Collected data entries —
--- START ---

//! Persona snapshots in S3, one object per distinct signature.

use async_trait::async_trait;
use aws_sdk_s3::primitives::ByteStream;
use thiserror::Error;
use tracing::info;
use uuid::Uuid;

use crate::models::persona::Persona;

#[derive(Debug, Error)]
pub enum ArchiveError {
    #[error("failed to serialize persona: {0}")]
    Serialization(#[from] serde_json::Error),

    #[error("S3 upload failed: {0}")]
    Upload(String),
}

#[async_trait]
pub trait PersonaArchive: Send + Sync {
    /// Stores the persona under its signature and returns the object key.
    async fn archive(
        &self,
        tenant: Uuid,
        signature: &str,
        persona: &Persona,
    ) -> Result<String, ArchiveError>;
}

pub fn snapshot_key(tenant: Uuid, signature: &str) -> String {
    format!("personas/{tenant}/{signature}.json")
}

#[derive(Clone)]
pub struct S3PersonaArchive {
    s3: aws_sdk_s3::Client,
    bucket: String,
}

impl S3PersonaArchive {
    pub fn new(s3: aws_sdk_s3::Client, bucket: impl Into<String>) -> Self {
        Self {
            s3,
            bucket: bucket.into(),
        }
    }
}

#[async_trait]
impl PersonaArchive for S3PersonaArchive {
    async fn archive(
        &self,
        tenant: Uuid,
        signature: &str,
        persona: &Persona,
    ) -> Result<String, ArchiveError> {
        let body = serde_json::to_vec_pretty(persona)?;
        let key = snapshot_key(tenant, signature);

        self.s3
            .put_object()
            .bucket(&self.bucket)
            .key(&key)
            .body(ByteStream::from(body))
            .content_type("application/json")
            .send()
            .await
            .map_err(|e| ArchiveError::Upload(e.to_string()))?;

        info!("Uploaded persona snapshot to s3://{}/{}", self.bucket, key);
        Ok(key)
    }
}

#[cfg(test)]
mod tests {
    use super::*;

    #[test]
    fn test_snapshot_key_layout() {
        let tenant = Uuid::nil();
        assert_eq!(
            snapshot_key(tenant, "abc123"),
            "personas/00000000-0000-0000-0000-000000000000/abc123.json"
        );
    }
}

--- END ---
--- START ---

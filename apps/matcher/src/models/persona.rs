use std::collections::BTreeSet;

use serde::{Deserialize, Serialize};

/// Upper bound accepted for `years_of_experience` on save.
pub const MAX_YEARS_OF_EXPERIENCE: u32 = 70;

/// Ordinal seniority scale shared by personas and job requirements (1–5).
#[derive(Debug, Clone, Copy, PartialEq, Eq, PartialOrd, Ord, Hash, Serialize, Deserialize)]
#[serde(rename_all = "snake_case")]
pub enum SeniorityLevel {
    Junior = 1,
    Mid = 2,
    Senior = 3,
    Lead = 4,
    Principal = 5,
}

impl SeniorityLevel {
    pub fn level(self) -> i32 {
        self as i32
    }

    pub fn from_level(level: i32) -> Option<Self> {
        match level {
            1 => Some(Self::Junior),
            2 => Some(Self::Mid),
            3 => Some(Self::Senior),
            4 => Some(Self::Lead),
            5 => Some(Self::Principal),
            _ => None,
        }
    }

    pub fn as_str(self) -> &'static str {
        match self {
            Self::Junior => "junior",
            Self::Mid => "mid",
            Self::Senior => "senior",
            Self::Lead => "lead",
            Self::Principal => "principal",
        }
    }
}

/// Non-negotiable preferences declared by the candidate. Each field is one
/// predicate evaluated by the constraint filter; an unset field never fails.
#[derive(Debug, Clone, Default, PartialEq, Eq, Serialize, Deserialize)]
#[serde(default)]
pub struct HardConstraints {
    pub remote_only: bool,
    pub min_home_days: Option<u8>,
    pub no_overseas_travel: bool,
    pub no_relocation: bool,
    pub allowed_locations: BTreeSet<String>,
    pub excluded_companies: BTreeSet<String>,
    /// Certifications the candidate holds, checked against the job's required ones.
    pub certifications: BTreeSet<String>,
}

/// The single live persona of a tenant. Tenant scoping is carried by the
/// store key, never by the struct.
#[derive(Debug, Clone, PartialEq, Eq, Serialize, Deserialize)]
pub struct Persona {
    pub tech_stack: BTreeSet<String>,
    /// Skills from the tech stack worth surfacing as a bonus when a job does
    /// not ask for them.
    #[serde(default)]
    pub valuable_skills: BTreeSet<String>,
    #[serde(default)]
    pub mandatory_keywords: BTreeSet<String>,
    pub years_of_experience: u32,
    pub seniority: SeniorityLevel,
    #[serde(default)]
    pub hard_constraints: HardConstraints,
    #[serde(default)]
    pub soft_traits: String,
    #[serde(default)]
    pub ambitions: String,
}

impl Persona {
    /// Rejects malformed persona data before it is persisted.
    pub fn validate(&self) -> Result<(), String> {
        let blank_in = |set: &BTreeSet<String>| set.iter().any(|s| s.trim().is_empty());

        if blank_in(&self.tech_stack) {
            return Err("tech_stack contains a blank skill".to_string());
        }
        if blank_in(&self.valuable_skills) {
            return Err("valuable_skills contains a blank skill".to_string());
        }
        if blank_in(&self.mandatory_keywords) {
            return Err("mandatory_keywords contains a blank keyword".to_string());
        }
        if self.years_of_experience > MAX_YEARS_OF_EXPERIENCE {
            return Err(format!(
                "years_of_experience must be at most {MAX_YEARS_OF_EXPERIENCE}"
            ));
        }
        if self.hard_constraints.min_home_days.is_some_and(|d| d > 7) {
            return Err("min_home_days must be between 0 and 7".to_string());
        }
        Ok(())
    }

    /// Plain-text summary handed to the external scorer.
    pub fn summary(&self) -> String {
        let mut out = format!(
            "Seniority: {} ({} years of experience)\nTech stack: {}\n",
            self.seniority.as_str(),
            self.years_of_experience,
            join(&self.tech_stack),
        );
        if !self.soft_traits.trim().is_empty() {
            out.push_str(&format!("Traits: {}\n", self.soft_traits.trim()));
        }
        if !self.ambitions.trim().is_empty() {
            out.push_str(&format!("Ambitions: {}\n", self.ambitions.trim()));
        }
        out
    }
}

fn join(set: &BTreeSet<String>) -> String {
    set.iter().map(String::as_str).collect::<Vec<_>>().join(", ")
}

--- END ---
--- START ---

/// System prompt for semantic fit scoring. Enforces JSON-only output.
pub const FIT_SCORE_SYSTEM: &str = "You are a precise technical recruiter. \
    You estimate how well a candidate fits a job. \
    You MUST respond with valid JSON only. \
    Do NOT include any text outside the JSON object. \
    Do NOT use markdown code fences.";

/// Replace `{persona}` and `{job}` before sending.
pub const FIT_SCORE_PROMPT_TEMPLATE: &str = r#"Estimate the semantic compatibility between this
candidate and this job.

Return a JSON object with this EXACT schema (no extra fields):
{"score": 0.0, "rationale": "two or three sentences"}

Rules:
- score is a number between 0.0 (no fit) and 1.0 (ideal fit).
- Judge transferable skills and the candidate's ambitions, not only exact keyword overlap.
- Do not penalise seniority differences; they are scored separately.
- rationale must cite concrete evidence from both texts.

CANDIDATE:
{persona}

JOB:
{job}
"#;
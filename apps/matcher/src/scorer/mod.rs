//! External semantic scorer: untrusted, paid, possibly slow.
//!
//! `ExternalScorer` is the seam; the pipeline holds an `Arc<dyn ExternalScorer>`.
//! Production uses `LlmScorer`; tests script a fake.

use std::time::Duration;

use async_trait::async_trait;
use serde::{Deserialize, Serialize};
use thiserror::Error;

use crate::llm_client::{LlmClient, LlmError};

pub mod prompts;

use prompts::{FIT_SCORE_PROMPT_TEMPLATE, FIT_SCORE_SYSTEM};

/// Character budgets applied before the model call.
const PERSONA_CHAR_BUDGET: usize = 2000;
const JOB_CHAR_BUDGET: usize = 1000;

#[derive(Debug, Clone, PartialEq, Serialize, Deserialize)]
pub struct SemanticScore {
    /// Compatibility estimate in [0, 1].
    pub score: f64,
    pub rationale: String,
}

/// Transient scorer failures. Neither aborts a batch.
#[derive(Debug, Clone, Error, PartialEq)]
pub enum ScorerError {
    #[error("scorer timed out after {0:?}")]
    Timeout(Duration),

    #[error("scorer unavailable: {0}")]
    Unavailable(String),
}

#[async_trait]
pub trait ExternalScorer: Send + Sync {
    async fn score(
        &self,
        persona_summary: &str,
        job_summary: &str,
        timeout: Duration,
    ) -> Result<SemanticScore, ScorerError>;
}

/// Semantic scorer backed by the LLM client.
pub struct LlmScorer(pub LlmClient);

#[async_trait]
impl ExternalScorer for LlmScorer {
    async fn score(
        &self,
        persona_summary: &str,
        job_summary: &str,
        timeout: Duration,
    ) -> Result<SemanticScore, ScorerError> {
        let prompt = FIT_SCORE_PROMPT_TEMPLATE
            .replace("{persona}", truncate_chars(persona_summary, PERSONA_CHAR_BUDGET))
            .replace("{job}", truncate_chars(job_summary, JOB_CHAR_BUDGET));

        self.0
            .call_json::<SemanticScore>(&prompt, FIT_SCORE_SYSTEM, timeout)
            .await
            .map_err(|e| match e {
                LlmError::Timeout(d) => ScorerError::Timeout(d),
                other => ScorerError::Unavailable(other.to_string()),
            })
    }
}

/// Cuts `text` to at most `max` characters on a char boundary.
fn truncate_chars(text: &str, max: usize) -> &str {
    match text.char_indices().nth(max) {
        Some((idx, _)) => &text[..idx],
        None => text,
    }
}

--- END ---

Exercise —
Wherever the string "contains" occurs in the records above, copy that line.

Solution for this problem —
            return Err("tech_stack contains a blank skill".to_string());
            return Err("valuable_skills contains a blank skill".to_string());
            return Err("mandatory_keywords contains a blank keyword".to_string());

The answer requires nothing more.